Il y a vingt-cinq siècles, un homme vivait ici dans une jarre et se promenait en plein jour avec une lanterne, disant chercher un être humain honnête. Diogène le Cynique, le plus célèbre enfant de Sinop, accueille aujourd'hui les voyageurs sous la forme d'une statue dressée en plein cœur des rues commerçantes, lanterne à la main. Sa présence donne le ton : cette presqu'île de la mer Noire, au point le plus septentrional de la Turquie, porte une histoire dense sous ses allures de paisible cité portuaire.
Un débarquement au plus près du centre
Le quai se trouve à courte distance du cœur de la cité, et presque tout s'y rejoint à pied. Les premières minutes suffisent pour saisir l'atmosphère : des bateaux de pêche amarrés en rangs serrés, des filets étendus sur les quais, des restaurants qui grillent le poisson du matin et, en toile de fond, des remparts dont certaines portions remontent à près de 2500 ans. Fondée au septième siècle avant notre ère par des colons grecs venus de Milet, la cité doit son nom à Sinope, reine amazone de la mythologie.
La forteresse devenue prison, puis musée
L'attrait le plus marquant de l'escale occupe l'enceinte fortifiée elle-même. Chantier naval à l'époque seldjoukide, le site fut converti en prison en 1887 et le demeura jusqu'en 1999. Entre ses hauts murs battus par les vagues ont séjourné plusieurs écrivains et intellectuels turcs, dont les récits ont fait de cette geôle un lieu à part dans la mémoire du pays. Transformé en musée, l'ensemble se parcourt aujourd'hui librement : cours silencieuses, dortoirs aux fenêtres grillagées, murs épais où la mer résonne. La visite remue, et c'est précisément ce qui la rend précieuse.

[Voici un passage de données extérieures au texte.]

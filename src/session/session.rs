//! Session descriptors and their generation.

use std::fmt;
use std::str::FromStr;

use rand::Rng;
use serde::{Deserialize, Serialize};

use crate::core::{
    JOIN_KEY_PREFIX, JOIN_KEY_SUFFIX_LEN, ROOM_ID_PREFIX, ROOM_SUFFIX_LEN, SESSION_LIFETIME_MS,
    TokenError, now_millis,
};

const BASE36: &[u8] = b"0123456789abcdefghijklmnopqrstuvwxyz";

/// Negotiated stream content.
#[derive(Debug, Clone, Copy, PartialEq, Eq, Hash, Default, Serialize, Deserialize)]
pub enum StreamMode {
    /// Audio only.
    #[default]
    #[serde(rename = "audio")]
    Audio,
    /// Audio and video.
    #[serde(rename = "audio+video")]
    AudioVideo,
}

impl StreamMode {
    /// Wire name.
    pub fn as_str(&self) -> &'static str {
        match self {
            Self::Audio => "audio",
            Self::AudioVideo => "audio+video",
        }
    }

    /// Whether a video track is part of the stream.
    pub fn has_video(&self) -> bool {
        matches!(self, Self::AudioVideo)
    }
}

impl fmt::Display for StreamMode {
    fn fmt(&self, f: &mut fmt::Formatter<'_>) -> fmt::Result {
        f.write_str(self.as_str())
    }
}

impl FromStr for StreamMode {
    type Err = TokenError;

    fn from_str(s: &str) -> Result<Self, Self::Err> {
        match s {
            "audio" => Ok(Self::Audio),
            "audio+video" => Ok(Self::AudioVideo),
            other => Err(TokenError::InvalidMode(other.to_string())),
        }
    }
}

/// Noise-alert threshold preset.
#[derive(Debug, Clone, Copy, PartialEq, Eq, Hash, Default, Serialize, Deserialize)]
#[serde(rename_all = "lowercase")]
pub enum Sensitivity {
    /// Only loud events.
    Low,
    /// Default preset.
    #[default]
    Medium,
    /// Any noticeable sound.
    High,
}

impl Sensitivity {
    /// Wire name.
    pub fn as_str(&self) -> &'static str {
        match self {
            Self::Low => "low",
            Self::Medium => "medium",
            Self::High => "high",
        }
    }
}

impl fmt::Display for Sensitivity {
    fn fmt(&self, f: &mut fmt::Formatter<'_>) -> fmt::Result {
        f.write_str(self.as_str())
    }
}

/// How the two devices reach each other.
#[derive(Debug, Clone, Copy, PartialEq, Eq, Hash, Default, Serialize, Deserialize)]
#[serde(rename_all = "lowercase")]
pub enum Connectivity {
    /// Same network or radio range; peer-to-peer transport.
    #[default]
    Nearby,
    /// Across networks; relay transport.
    Anywhere,
}

impl Connectivity {
    /// Wire name.
    pub fn as_str(&self) -> &'static str {
        match self {
            Self::Nearby => "nearby",
            Self::Anywhere => "anywhere",
        }
    }
}

impl fmt::Display for Connectivity {
    fn fmt(&self, f: &mut fmt::Formatter<'_>) -> fmt::Result {
        f.write_str(self.as_str())
    }
}

impl FromStr for Connectivity {
    type Err = TokenError;

    fn from_str(s: &str) -> Result<Self, Self::Err> {
        match s {
            "nearby" => Ok(Self::Nearby),
            "anywhere" => Ok(Self::Anywhere),
            other => Err(TokenError::InvalidConnectivity(other.to_string())),
        }
    }
}

/// Device role within a pairing.
#[derive(Debug, Clone, Copy, PartialEq, Eq, Hash, Serialize, Deserialize)]
#[serde(rename_all = "lowercase")]
pub enum Role {
    /// Device placed in the room; hosts the session.
    Listener,
    /// Device receiving alerts and streams; joins the session.
    Parent,
}

impl fmt::Display for Role {
    fn fmt(&self, f: &mut fmt::Formatter<'_>) -> fmt::Result {
        match self {
            Self::Listener => f.write_str("listener"),
            Self::Parent => f.write_str("parent"),
        }
    }
}

/// Preferences copied into every generated session.
#[derive(Debug, Clone, Copy, PartialEq, Eq, Default)]
pub struct SessionConfig {
    /// Stream content.
    pub mode: StreamMode,
    /// Alert threshold.
    pub sensitivity: Sensitivity,
    /// Transport selection.
    pub connectivity: Connectivity,
}

/// A pairing agreement.
///
/// Timestamps are Unix milliseconds.
#[derive(Debug, Clone, PartialEq, Eq, Serialize, Deserialize)]
#[serde(rename_all = "camelCase")]
pub struct Session {
    /// Channel identifier, `room_<millis>_<suffix>`.
    pub room_id: String,
    /// Shared secret, `key_<suffix>`.
    pub join_key: String,
    /// Stream content.
    pub mode: StreamMode,
    /// Alert threshold.
    pub sensitivity: Sensitivity,
    /// Transport selection.
    pub connectivity: Connectivity,
    /// Creation time.
    pub created_at: u64,
    /// Time after which the session is invalid.
    pub expires_at: u64,
}

impl Session {
    /// Generate a fresh session from the current preferences.
    pub fn generate(config: &SessionConfig) -> Self {
        Self::generate_at(config, now_millis())
    }

    /// Generate a session as if created at `now`.
    pub fn generate_at(config: &SessionConfig, now: u64) -> Self {
        let mut rng = rand::thread_rng();
        let room_id = format!(
            "{ROOM_ID_PREFIX}{now}_{}",
            random_base36(&mut rng, ROOM_SUFFIX_LEN)
        );
        let join_key = format!(
            "{JOIN_KEY_PREFIX}{}",
            random_base36(&mut rng, JOIN_KEY_SUFFIX_LEN)
        );

        Self {
            room_id,
            join_key,
            mode: config.mode,
            sensitivity: config.sensitivity,
            connectivity: config.connectivity,
            created_at: now,
            expires_at: now.saturating_add(SESSION_LIFETIME_MS),
        }
    }

    /// Whether the session is past its expiry at `now`.
    pub fn is_expired(&self, now: u64) -> bool {
        now > self.expires_at
    }

    /// Whether the session is past its expiry right now.
    pub fn is_expired_now(&self) -> bool {
        self.is_expired(now_millis())
    }

    /// Preferences this session was created with.
    pub fn config(&self) -> SessionConfig {
        SessionConfig {
            mode: self.mode,
            sensitivity: self.sensitivity,
            connectivity: self.connectivity,
        }
    }
}

fn random_base36<R: Rng>(rng: &mut R, len: usize) -> String {
    (0..len)
        .map(|_| BASE36[rng.gen_range(0..BASE36.len())] as char)
        .collect()
}

#[cfg(test)]
mod tests {
    use super::*;
    use crate::core::{MIN_JOIN_KEY_LEN, MIN_ROOM_ID_LEN};

    #[test]
    fn test_generate_shapes_identifiers() {
        let session = Session::generate_at(&SessionConfig::default(), 1_700_000_000_000);

        assert!(session.room_id.starts_with("room_1700000000000_"));
        assert_eq!(session.room_id.len(), "room_1700000000000_".len() + ROOM_SUFFIX_LEN);
        assert!(session.join_key.starts_with("key_"));
        assert_eq!(session.join_key.len(), 4 + JOIN_KEY_SUFFIX_LEN);
        assert!(session.room_id.len() >= MIN_ROOM_ID_LEN);
        assert!(session.join_key.len() >= MIN_JOIN_KEY_LEN);

        let suffix = &session.join_key[4..];
        assert!(suffix.bytes().all(|b| b.is_ascii_digit() || b.is_ascii_lowercase()));
    }

    #[test]
    fn test_generate_copies_config() {
        let config = SessionConfig {
            mode: StreamMode::AudioVideo,
            sensitivity: Sensitivity::High,
            connectivity: Connectivity::Anywhere,
        };
        let session = Session::generate(&config);

        assert_eq!(session.config(), config);
        assert_eq!(session.expires_at - session.created_at, SESSION_LIFETIME_MS);
    }

    #[test]
    fn test_generate_is_unique() {
        let config = SessionConfig::default();
        let a = Session::generate_at(&config, 42);
        let b = Session::generate_at(&config, 42);

        assert_ne!(a.room_id, b.room_id);
        assert_ne!(a.join_key, b.join_key);
    }

    #[test]
    fn test_is_expired_boundary() {
        let session = Session::generate_at(&SessionConfig::default(), 1_000);

        assert!(!session.is_expired(1_000));
        assert!(!session.is_expired(session.expires_at));
        assert!(session.is_expired(session.expires_at + 1));
    }

    #[test]
    fn test_wire_names() {
        assert_eq!("audio+video".parse::<StreamMode>(), Ok(StreamMode::AudioVideo));
        assert_eq!(
            "video".parse::<StreamMode>(),
            Err(TokenError::InvalidMode("video".into()))
        );
        assert_eq!("anywhere".parse::<Connectivity>(), Ok(Connectivity::Anywhere));
        assert!("wifi".parse::<Connectivity>().is_err());

        let json = serde_json::to_string(&StreamMode::AudioVideo).unwrap();
        assert_eq!(json, "\"audio+video\"");
    }

    #[test]
    fn test_session_json_is_camel_case() {
        let session = Session::generate_at(&SessionConfig::default(), 7);
        let json = serde_json::to_value(&session).unwrap();

        assert!(json.get("roomId").is_some());
        assert!(json.get("joinKey").is_some());
        assert_eq!(json["createdAt"], 7);
    }
}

Flâner entre remparts et maisons de bois
Autour de la forteresse, les venelles mêlent maisons de bois, mosquées anciennes et commerces d'artisans. On longe la muraille par tronçons, on grimpe sur les portions accessibles pour observer les deux rives de la presqu'île, puis on redescend vers le marché où s'empilent noisettes, poissons séchés et douceurs locales. Les habitants aiment rappeler que leur cité figure régulièrement parmi les plus heureuses de Turquie, et l'ambiance décontractée des terrasses en donne un aperçu convaincant. Les jardins de thé installés face aux vagues invitent à la pause : on y suit des yeux les cargos qui croisent au large, un verre tulipe à la main, pendant que les mouettes disputent leurs restes aux chats du marché. La cuisine de la mer Noire s'impose au menu : anchois frits selon la saison, pides sorties du four et thé servi sans interruption.

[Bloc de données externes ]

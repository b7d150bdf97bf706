//! Core constants, error types and clock helpers.
//!
//! Everything else in the crate builds on this module. It has no knowledge of
//! sockets or peers.

mod clock;
mod constants;
mod error;

pub use clock::*;
pub use constants::*;
pub use error::*;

La nature aux portes de la presqu'île
Ceux qui souhaitent s'éloigner du centre mettent le cap sur la baie de Hamsilos, une échancrure étroite et boisée que les habitants comparent à un fjord. Les eaux y restent calmes même lorsque la mer Noire s'agite, et les sentiers qui suivent la rive se prêtent à une promenade tranquille entre les pins. Le secteur se rejoint en taxi en quelques kilomètres depuis les quais, ce qui reste compatible avec le temps d'une escale, à condition de convenir du retour avec le chauffeur.
Repères pratiques
- Noyau ancien, remparts et prison-musée accessibles à pied depuis le quai.
- Baie de Hamsilos à quelques kilomètres, en taxi ou en excursion organisée.
- Monnaie : livre turque; la monnaie locale demeure préférable aux devises étrangères.
- Langue : turc; l'anglais reste limité hors des sites touristiques.
En regagnant la passerelle, on repense à Diogène et à sa lanterne. Sinop n'a rien d'une escale tapageuse : elle offre plutôt une rencontre franche avec la mer Noire, ses pêcheurs, ses vieilles pierres et ses mémoires difficiles. Ceux qui débarquent avec curiosité remontent à bord avec le sentiment d'avoir touché une Turquie que peu de croisiéristes connaissent.